● **EXERCISE PROMPT**:
Look for the word "unwrap" in the material below. Copy each line that has it.
◆ ◆ ◆
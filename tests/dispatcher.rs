//! Task dispatcher ordering across submitting threads.

use std::sync::{Arc, Mutex};
use std::thread;

use proptest::prelude::*;
use vcomputer::dispatcher::TaskDispatcher;

proptest! {
    #![proptest_config(ProptestConfig::with_cases(32))]

    /// Every task runs exactly once, on the owner thread, and each
    /// submitter's tasks run in the order it submitted them.
    #[test]
    fn tasks_run_once_in_per_submitter_order(plan in prop::collection::vec(1usize..20, 1..6)) {
        let (dispatcher, owner) = TaskDispatcher::spawn_owner("prop-owner").unwrap();
        let owner_id = owner.thread().id();
        let ran: Arc<Mutex<Vec<(usize, usize)>>> = Arc::default();

        let submitters: Vec<_> = plan
            .iter()
            .enumerate()
            .map(|(who, &count)| {
                let dispatcher = Arc::clone(&dispatcher);
                let ran = Arc::clone(&ran);
                thread::spawn(move || {
                    for n in 0..count {
                        let ran = Arc::clone(&ran);
                        if n % 2 == 0 {
                            dispatcher.submit_async(move || {
                                if thread::current().id() == owner_id {
                                    ran.lock().unwrap().push((who, n));
                                }
                                Ok(())
                            });
                        } else {
                            let on_owner = dispatcher
                                .submit(move || {
                                    ran.lock().unwrap().push((who, n));
                                    Ok(thread::current().id() == owner_id)
                                })
                                .unwrap();
                            assert!(on_owner);
                        }
                    }
                })
            })
            .collect();
        for submitter in submitters {
            submitter.join().unwrap();
        }
        // Drains anything queued asynchronously after the last sync submit.
        dispatcher.submit(|| Ok(())).unwrap();
        dispatcher.shutdown();
        owner.join().unwrap();

        let ran = ran.lock().unwrap();
        prop_assert_eq!(ran.len(), plan.iter().sum::<usize>());
        for (who, &count) in plan.iter().enumerate() {
            let order: Vec<usize> = ran.iter().filter(|(w, _)| *w == who).map(|(_, n)| *n).collect();
            prop_assert_eq!(order, (0..count).collect::<Vec<_>>());
        }
    }
}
◆ ◆ ◆
● **RESPONSE TO THE EXERCISE**:
        let (dispatcher, owner) = TaskDispatcher::spawn_owner("prop-owner").unwrap();
                                    ran.lock().unwrap().push((who, n));
                                    ran.lock().unwrap().push((who, n));
                                .unwrap();
            submitter.join().unwrap();
        dispatcher.submit(|| Ok(())).unwrap();
        owner.join().unwrap();
        let ran = ran.lock().unwrap();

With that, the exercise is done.